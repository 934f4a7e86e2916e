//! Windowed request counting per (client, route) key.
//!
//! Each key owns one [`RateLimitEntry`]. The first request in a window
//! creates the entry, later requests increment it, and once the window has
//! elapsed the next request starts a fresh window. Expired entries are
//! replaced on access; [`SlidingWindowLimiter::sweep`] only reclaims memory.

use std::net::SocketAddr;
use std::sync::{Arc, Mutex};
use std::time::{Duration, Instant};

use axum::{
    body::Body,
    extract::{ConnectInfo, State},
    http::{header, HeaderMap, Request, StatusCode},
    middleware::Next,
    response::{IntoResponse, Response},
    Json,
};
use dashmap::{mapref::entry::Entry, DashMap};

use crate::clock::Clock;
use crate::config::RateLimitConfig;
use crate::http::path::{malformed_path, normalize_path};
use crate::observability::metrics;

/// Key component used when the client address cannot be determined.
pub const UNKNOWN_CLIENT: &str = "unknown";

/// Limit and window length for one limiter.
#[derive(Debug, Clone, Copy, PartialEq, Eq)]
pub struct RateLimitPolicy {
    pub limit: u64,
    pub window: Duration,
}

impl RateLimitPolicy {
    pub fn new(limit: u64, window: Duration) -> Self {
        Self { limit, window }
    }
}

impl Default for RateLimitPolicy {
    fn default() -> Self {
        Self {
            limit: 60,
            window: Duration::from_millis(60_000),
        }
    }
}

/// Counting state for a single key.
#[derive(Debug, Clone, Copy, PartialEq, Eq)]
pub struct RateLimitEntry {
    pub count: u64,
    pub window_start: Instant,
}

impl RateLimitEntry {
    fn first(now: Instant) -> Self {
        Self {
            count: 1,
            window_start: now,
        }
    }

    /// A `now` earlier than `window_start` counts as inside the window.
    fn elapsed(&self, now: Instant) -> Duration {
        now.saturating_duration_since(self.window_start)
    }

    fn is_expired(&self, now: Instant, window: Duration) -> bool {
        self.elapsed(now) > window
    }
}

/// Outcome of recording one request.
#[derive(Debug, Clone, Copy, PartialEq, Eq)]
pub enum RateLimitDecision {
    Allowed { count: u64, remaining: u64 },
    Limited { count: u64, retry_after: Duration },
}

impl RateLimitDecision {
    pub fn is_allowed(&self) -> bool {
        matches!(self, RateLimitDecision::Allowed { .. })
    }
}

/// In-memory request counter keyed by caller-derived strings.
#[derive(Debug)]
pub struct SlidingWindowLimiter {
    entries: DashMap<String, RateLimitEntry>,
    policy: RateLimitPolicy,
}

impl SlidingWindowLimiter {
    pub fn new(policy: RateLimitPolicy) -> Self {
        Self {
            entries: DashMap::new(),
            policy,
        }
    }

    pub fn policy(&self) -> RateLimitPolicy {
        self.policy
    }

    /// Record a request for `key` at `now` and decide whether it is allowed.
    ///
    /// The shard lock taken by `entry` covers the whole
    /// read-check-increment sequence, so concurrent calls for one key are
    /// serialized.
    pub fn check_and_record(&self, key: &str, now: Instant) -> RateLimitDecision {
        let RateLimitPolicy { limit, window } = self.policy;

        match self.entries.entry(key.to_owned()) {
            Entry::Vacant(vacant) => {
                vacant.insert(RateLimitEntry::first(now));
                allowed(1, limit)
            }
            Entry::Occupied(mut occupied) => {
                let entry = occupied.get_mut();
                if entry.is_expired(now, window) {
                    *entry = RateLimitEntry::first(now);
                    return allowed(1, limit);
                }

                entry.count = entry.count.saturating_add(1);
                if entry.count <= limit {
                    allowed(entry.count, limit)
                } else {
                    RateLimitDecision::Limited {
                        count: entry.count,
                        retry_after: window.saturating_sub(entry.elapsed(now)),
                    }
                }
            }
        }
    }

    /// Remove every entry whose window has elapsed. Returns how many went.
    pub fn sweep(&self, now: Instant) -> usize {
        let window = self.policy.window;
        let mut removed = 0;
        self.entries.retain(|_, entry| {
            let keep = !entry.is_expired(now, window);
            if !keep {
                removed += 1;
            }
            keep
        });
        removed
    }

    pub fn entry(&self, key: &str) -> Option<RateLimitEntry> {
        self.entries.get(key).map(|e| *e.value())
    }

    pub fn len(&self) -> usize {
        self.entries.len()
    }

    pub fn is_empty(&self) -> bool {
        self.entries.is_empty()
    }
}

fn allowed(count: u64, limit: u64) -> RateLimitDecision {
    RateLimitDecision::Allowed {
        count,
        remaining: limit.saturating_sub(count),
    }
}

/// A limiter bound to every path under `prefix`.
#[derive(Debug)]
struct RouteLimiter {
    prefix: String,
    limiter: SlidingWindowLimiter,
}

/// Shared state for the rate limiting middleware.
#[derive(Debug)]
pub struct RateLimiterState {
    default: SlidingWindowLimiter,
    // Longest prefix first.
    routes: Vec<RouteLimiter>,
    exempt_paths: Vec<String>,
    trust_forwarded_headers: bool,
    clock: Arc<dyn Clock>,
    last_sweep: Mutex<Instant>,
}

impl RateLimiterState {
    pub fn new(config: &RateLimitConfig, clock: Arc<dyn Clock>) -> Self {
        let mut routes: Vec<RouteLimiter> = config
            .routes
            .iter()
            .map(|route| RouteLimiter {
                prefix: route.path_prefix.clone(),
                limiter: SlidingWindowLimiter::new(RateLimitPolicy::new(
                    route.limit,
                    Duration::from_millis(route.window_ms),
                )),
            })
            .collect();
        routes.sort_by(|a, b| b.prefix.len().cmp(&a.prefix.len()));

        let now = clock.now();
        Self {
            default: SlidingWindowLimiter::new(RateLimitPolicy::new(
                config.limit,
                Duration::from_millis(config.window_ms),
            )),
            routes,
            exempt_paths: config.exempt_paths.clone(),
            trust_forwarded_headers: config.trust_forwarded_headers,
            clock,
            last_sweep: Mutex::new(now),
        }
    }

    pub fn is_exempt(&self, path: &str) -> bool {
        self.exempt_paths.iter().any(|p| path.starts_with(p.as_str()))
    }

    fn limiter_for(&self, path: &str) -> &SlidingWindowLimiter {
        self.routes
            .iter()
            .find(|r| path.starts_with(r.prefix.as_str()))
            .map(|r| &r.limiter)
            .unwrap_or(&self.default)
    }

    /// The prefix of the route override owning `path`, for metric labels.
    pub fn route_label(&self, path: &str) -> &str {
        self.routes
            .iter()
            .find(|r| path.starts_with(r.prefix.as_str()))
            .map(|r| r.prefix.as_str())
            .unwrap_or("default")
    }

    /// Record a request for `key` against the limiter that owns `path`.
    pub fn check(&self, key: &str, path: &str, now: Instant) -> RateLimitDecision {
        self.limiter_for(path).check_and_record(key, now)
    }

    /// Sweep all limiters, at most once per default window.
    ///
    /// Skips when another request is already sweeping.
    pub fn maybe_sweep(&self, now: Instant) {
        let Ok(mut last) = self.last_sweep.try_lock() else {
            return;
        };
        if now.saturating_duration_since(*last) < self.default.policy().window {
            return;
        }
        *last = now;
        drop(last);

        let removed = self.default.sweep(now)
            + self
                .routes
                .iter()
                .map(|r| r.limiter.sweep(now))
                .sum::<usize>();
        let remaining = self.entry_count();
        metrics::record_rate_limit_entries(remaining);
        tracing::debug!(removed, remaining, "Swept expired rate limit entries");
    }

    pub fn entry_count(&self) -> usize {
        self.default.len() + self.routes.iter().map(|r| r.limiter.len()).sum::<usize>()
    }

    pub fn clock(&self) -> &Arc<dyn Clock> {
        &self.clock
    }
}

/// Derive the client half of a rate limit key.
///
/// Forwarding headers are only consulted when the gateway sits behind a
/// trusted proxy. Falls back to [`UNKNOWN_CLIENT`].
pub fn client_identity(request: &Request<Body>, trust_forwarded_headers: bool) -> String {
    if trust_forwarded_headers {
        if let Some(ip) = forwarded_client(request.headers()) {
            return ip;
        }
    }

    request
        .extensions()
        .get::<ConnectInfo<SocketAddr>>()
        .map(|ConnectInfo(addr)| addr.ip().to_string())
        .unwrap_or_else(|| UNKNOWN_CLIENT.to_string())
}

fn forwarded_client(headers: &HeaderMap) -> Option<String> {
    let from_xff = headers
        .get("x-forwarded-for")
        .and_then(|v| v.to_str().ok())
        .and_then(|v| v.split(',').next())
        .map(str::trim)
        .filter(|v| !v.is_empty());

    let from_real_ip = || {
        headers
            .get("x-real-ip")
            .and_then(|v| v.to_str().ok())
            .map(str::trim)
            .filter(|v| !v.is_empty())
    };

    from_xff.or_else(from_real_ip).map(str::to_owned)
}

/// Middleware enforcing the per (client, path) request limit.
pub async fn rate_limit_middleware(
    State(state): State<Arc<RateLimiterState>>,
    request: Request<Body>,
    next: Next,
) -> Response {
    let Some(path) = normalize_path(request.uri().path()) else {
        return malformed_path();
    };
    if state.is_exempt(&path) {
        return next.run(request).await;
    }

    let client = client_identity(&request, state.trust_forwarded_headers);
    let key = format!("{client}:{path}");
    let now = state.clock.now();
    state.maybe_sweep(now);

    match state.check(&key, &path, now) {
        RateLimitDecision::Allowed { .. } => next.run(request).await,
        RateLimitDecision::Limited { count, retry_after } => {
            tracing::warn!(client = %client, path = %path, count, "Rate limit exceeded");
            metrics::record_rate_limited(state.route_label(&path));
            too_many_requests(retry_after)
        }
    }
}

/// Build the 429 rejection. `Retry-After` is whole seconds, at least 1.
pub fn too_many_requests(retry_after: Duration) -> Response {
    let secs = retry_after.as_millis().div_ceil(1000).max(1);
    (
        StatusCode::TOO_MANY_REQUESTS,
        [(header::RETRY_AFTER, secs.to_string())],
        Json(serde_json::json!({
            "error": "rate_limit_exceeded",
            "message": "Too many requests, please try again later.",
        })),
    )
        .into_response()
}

• • • •

**PROBLEM:** The stretch of entries above that starts with the line containing "let Ok(mut last)" and goes on through the line containing "trusted proxy. Falls" is to be transcribed exactly, and no other line is to be transcribed.

**EXERCISE RESPONSE:**
        let Ok(mut last) = self.last_sweep.try_lock() else {
            return;
        };
        if now.saturating_duration_since(*last) < self.default.policy().window {
            return;
        }
        *last = now;
        drop(last);

        let removed = self.default.sweep(now)
            + self
                .routes
                .iter()
                .map(|r| r.limiter.sweep(now))
                .sum::<usize>();
        let remaining = self.entry_count();
        metrics::record_rate_limit_entries(remaining);
        tracing::debug!(removed, remaining, "Swept expired rate limit entries");
    }

    pub fn entry_count(&self) -> usize {
        self.default.len() + self.routes.iter().map(|r| r.limiter.len()).sum::<usize>()
    }

    pub fn clock(&self) -> &Arc<dyn Clock> {
        &self.clock
    }
}

/// Derive the client half of a rate limit key.
///
/// Forwarding headers are only consulted when the gateway sits behind a
/// trusted proxy. Falls back to [`UNKNOWN_CLIENT`].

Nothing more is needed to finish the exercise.